MMWR Details Discordant Ebola Case Definitions Among DRC and Bordering Countries

Article

Investigators of a new analysis detail how Ebola case definitions became increasingly complex and discordant during the 6-month period in the countries surrounding the DRC.

In the initial stages of the Ebola outbreak response, countries neighboring the Democratic Republic of the Congo (DRC) adopted different Ebola case definitions according to historical context and perceived risk. Changes in case definition can move endemic countries toward or away from interregional coordination during an outbreak, making these definitions an area of interest for clinicians.

The authors of a new article published in the US Centers for Disease Control and Prevention’s (CDC) Morbidity and Mortality Weekly Report have examined case definitions used by neighboring countries during the initial 6 months of the Ebola outbreak in the DRC. The report details how Ebola case definitions became increasingly complex and discordant during the 6-month period.

When the DRC announced the nation’s tenth Ebola outbreak on August 1, 2018, the World Health Organization (WHO) designated Uganda, South Sudan, and Rwanda as high priority countries for Ebola preparedness due to the risk that the blood-borne disease could spread across borders.

The CDC coordinated with health officials in the DRC, South Sudan, Rwanda, and Uganda to assess the concordance of case definitions among the countries at 3 particular time points.

The 3 comparison dates were August 1, 2018 (the start of the outbreak), November 15, 2018 (the period before the peak in incidence), and February 1, 2019 (6 months into the outbreak).

Country-level revisions of case definition ranged from 2 to 4 during the period evaluated, reflecting that by February 2019 all countries had revised their Ebola definitions following the December 2018 peak in incidence within the DRC.

“Case definition complexity increased over time; all countries included more criteria per category than the WHO standard definition did, except for the ‘case contact’ and ‘confirmed’ categories. Low case definition concordance and lack of awareness of regional differences by national-level health officials could reduce effectiveness of cross-border communication and collaboration,” the authors of the article wrote.

South Sudan removed its ‘probable’ case definition category by November 2018, and Uganda did not include the category during the 6-month period. Rwanda did not include a community alert category until January 2019.

Uganda was the only country examined that included a ‘case contact’ category consistently during the 6 months.

Nonbleeding symptoms were included in most countries as criteria for suspected and community alert categories, but in Uganda, symptom criteria were limited to signs of unusual bleeding.

Some countries had no case definition threshold for fever, and some had 2 thresholds in operation simultaneously.
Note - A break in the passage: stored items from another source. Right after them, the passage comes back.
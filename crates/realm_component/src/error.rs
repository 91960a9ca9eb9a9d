//! Component access errors.

use crate::component::ComponentKind;
use crate::entity::EntityId;

/// A required component was absent from an entity.
#[derive(Debug, Clone, PartialEq, Eq, thiserror::Error)]
#[error("entity {entity} is missing component '{component}'")]
pub struct MissingComponent {
    /// The entity that was inspected.
    pub entity: EntityId,
    /// The component that was required.
    pub component: ComponentKind,
}

impl MissingComponent {
    #[must_use]
    pub fn new(entity: EntityId, component: ComponentKind) -> Self {
        Self { entity, component }
    }
}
Concordance of criteria for case contact remained low throughout the period examined, increasing from 17% to only 20% during the 6-month span. There was 0 concordance of community alert definitions initially, which increased to 25% in November 2018 but declined back to 0 by the end of the period.
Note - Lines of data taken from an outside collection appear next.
//! Archetype construction helpers.
//!
//! [`EntityFactory`] assembles entities with the capability set of an
//! archetype. Options are borrowed and never modified; any field left as
//! `None` takes the value in [`defaults`].

use realm_component::{
    Archetype, Attributes, Combat, Entity, EntityId, Essence, Identity, Inventory, ItemKind,
    ItemTag, Location,
};

/// Values used when an option is left unset.
pub mod defaults {
    use realm_component::ItemKind;

    pub const PLAYER_MAX_HEALTH: u32 = 100;
    pub const PLAYER_MAX_MANA: u32 = 50;
    pub const PLAYER_ATTRIBUTE: u32 = 10;
    pub const PLAYER_INVENTORY_CAPACITY: usize = 20;
    pub const PLAYER_GOLD: u64 = 0;
    pub const PLAYER_ESSENCE: u32 = 0;
    pub const PLAYER_MAX_ESSENCE: u32 = 100;

    pub const NPC_MAX_HEALTH: u32 = 50;
    pub const NPC_MAX_MANA: u32 = 0;
    pub const NPC_ATTRIBUTE: u32 = 8;

    pub const LEVEL: u32 = 1;

    pub const ITEM_KIND: ItemKind = ItemKind::Misc;
    pub const ITEM_VALUE: u64 = 0;
    pub const ITEM_WEIGHT: f32 = 1.0;
    pub const ITEM_QUANTITY: u32 = 1;
}

/// Options for [`EntityFactory::player`].
///
/// Current health and mana default to their maxima and are clamped to them.
#[derive(Debug, Clone, Default, PartialEq)]
pub struct PlayerOptions {
    pub name: String,
    pub room_id: String,
    /// Stable identifier, e.g. restored from persistence.
    pub id: Option<EntityId>,
    pub health: Option<u32>,
    pub max_health: Option<u32>,
    pub mana: Option<u32>,
    pub max_mana: Option<u32>,
    pub level: Option<u32>,
    pub attributes: Option<Attributes>,
    pub inventory_capacity: Option<usize>,
    pub gold: Option<u64>,
    pub essence: Option<u32>,
    pub max_essence: Option<u32>,
}

impl PlayerOptions {
    #[must_use]
    pub fn new(name: impl Into<String>, room_id: impl Into<String>) -> Self {
        Self {
            name: name.into(),
            room_id: room_id.into(),
            ..Self::default()
        }
    }
}

/// Options for [`EntityFactory::npc`].
#[derive(Debug, Clone, Default, PartialEq)]
pub struct NpcOptions {
    pub name: String,
    pub room_id: String,
    pub id: Option<EntityId>,
    pub health: Option<u32>,
    pub max_health: Option<u32>,
    pub mana: Option<u32>,
    pub max_mana: Option<u32>,
    pub level: Option<u32>,
    pub attributes: Option<Attributes>,
}

impl NpcOptions {
    #[must_use]
    pub fn new(name: impl Into<String>, room_id: impl Into<String>) -> Self {
        Self {
            name: name.into(),
            room_id: room_id.into(),
            ..Self::default()
        }
    }
}

/// Options for [`EntityFactory::item`]. Items without a room are carried or
/// stored elsewhere and get no location.
#[derive(Debug, Clone, Default, PartialEq)]
pub struct ItemOptions {
    pub name: String,
    pub room_id: Option<String>,
    pub id: Option<EntityId>,
    pub kind: Option<ItemKind>,
    pub value: Option<u64>,
    pub weight: Option<f32>,
    pub quantity: Option<u32>,
}

impl ItemOptions {
    #[must_use]
    pub fn new(name: impl Into<String>) -> Self {
        Self {
            name: name.into(),
            ..Self::default()
        }
    }

    #[must_use]
    pub fn in_room(mut self, room_id: impl Into<String>) -> Self {
        self.room_id = Some(room_id.into());
        self
    }
}

/// Stateless entity construction.
#[derive(Debug, Clone, Copy, Default)]
pub struct EntityFactory;

impl EntityFactory {
    /// Identity, location, combat, inventory and essence.
    #[must_use]
    pub fn player(options: &PlayerOptions) -> Entity {
        let combat = combat(
            options.health,
            options.max_health.unwrap_or(defaults::PLAYER_MAX_HEALTH),
            options.mana,
            options.max_mana.unwrap_or(defaults::PLAYER_MAX_MANA),
            options.level,
            options
                .attributes
                .unwrap_or(Attributes::uniform(defaults::PLAYER_ATTRIBUTE)),
        );

        let mut inventory = Inventory::with_capacity(
            options
                .inventory_capacity
                .unwrap_or(defaults::PLAYER_INVENTORY_CAPACITY),
        );
        inventory.gold = options.gold.unwrap_or(defaults::PLAYER_GOLD);

        let mut essence = Essence::new(options.max_essence.unwrap_or(defaults::PLAYER_MAX_ESSENCE));
        essence.points = options
            .essence
            .unwrap_or(defaults::PLAYER_ESSENCE)
            .min(essence.max_points);

        Entity::with_id(options.id.unwrap_or_default())
            .with(Identity::new(options.name.clone(), Archetype::Player))
            .with(Location::new(options.room_id.clone()))
            .with(combat)
            .with(inventory)
            .with(essence)
    }

    /// Identity, location and combat.
    #[must_use]
    pub fn npc(options: &NpcOptions) -> Entity {
        let combat = combat(
            options.health,
            options.max_health.unwrap_or(defaults::NPC_MAX_HEALTH),
            options.mana,
            options.max_mana.unwrap_or(defaults::NPC_MAX_MANA),
            options.level,
            options
                .attributes
                .unwrap_or(Attributes::uniform(defaults::NPC_ATTRIBUTE)),
        );

        Entity::with_id(options.id.unwrap_or_default())
            .with(Identity::new(options.name.clone(), Archetype::Npc))
            .with(Location::new(options.room_id.clone()))
            .with(combat)
    }

    /// Identity, item tag and, when a room is given, location.
    #[must_use]
    pub fn item(options: &ItemOptions) -> Entity {
        let tag = ItemTag {
            name: options.name.clone(),
            kind: options.kind.unwrap_or(defaults::ITEM_KIND),
            value: options.value.unwrap_or(defaults::ITEM_VALUE),
            weight: options.weight.unwrap_or(defaults::ITEM_WEIGHT),
            quantity: options.quantity.unwrap_or(defaults::ITEM_QUANTITY),
        };

        let entity = Entity::with_id(options.id.unwrap_or_default())
            .with(Identity::new(options.name.clone(), Archetype::Item))
            .with(tag);
        match &options.room_id {
            Some(room_id) => entity.with(Location::new(room_id.clone())),
            None => entity,
        }
    }
}

fn combat(
    health: Option<u32>,
    max_health: u32,
    mana: Option<u32>,
    max_mana: u32,
    level: Option<u32>,
    attributes: Attributes,
) -> Combat {
    let mut combat = Combat::new(max_health, max_mana);
    combat.health = health.unwrap_or(max_health).min(max_health);
    combat.mana = mana.unwrap_or(max_mana).min(max_mana);
    combat.level = level.unwrap_or(defaults::LEVEL);
    combat.attributes = attributes;
    combat
}

#[cfg(test)]
mod tests {
    use realm_component::ComponentKind;

    use super::*;

    #[test]
    fn test_player_defaults() {
        let player = EntityFactory::player(&PlayerOptions::new("Aria", "town-square"));

        let identity = player.get::<Identity>().unwrap();
        assert_eq!(identity.name, "Aria");
        assert_eq!(identity.archetype, Archetype::Player);
        assert_eq!(player.get::<Location>().unwrap().room_id, "town-square");

        let combat = player.get::<Combat>().unwrap();
        assert_eq!((combat.health, combat.max_health), (100, 100));
        assert_eq!((combat.mana, combat.max_mana), (50, 50));
        assert_eq!(combat.level, 1);
        assert_eq!(combat.attributes, Attributes::uniform(10));

        let inventory = player.get::<Inventory>().unwrap();
        assert_eq!(inventory.capacity, 20);
        assert_eq!(inventory.gold, 0);

        let essence = player.get::<Essence>().unwrap();
        assert_eq!((essence.points, essence.max_points), (0, 100));
    }

    #[test]
    fn test_player_overrides() {
        let options = PlayerOptions {
            health: Some(500),
            max_health: Some(150),
            level: Some(7),
            gold: Some(42),
            essence: Some(30),
            ..PlayerOptions::new("Aria", "town-square")
        };
        let player = EntityFactory::player(&options);
        let combat = player.get::<Combat>().unwrap();
        assert_eq!(combat.health, 150, "health is clamped to max");
        assert_eq!(combat.max_health, 150);
        assert_eq!(combat.level, 7);
        assert_eq!(player.get::<Inventory>().unwrap().gold, 42);
        assert_eq!(player.get::<Essence>().unwrap().points, 30);
    }

    #[test]
    fn test_options_are_not_mutated() {
        let options = PlayerOptions::new("Aria", "town-square");
        let snapshot = options.clone();
        let first = EntityFactory::player(&options);
        let second = EntityFactory::player(&options);
        assert_eq!(options, snapshot);
        assert_ne!(first.id(), second.id());
    }

    #[test]
    fn test_stable_id_is_used() {
        let id = EntityId::new();
        let options = NpcOptions {
            id: Some(id),
            ..NpcOptions::new("Rat", "cellar")
        };
        assert_eq!(EntityFactory::npc(&options).id(), id);
    }

    #[test]
    fn test_npc_profile() {
        let npc = EntityFactory::npc(&NpcOptions::new("Rat", "cellar"));
        assert!(npc.has_all(&[
            ComponentKind::Identity,
            ComponentKind::Location,
            ComponentKind::Combat
        ]));
        assert!(!npc.has(&ComponentKind::Inventory));
        assert!(!npc.has(&ComponentKind::Essence));

        let combat = npc.get::<Combat>().unwrap();
        assert_eq!((combat.health, combat.max_health), (50, 50));
        assert_eq!((combat.mana, combat.max_mana), (0, 0));
        assert_eq!(combat.attributes, Attributes::uniform(8));
    }

    #[test]
    fn test_item_without_room() {
        let item = EntityFactory::item(&ItemOptions::new("Rusty Key"));
        assert!(!item.has(&ComponentKind::Location));
        let tag = item.get::<ItemTag>().unwrap();
        assert_eq!(tag.kind, ItemKind::Misc);
        assert_eq!(tag.value, 0);
        assert_eq!(tag.weight, 1.0);
        assert_eq!(tag.quantity, 1);
    }

    #[test]
    fn test_item_in_room() {
        let options = ItemOptions {
            kind: Some(ItemKind::Weapon),
            value: Some(25),
            ..ItemOptions::new("Short Sword").in_room("armory")
        };
        let item = EntityFactory::item(&options);
        assert_eq!(item.get::<Location>().unwrap().room_id, "armory");
        assert_eq!(item.get::<ItemTag>().unwrap().kind, ItemKind::Weapon);
        assert_eq!(item.get::<Identity>().unwrap().archetype, Archetype::Item);
    }
}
The article noted that a degree of different sensitivity thresholds may be reasonable due to resource availability, perceived risk, and prioritization. But high complexity and discordance of case definitions was consistent between countries examined across the initial 6 months of the DRC outbreak.

“Complexity of and discordance in case definitions affect information sharing about alerts and cases across national borders. The potential risk associated with this discordance to cross-border communication and collaboration during an outbreak with a threat of cross-border spread might warrant a move toward regional harmonization or tailored binational and multinational communication strategies,” the authors wrote.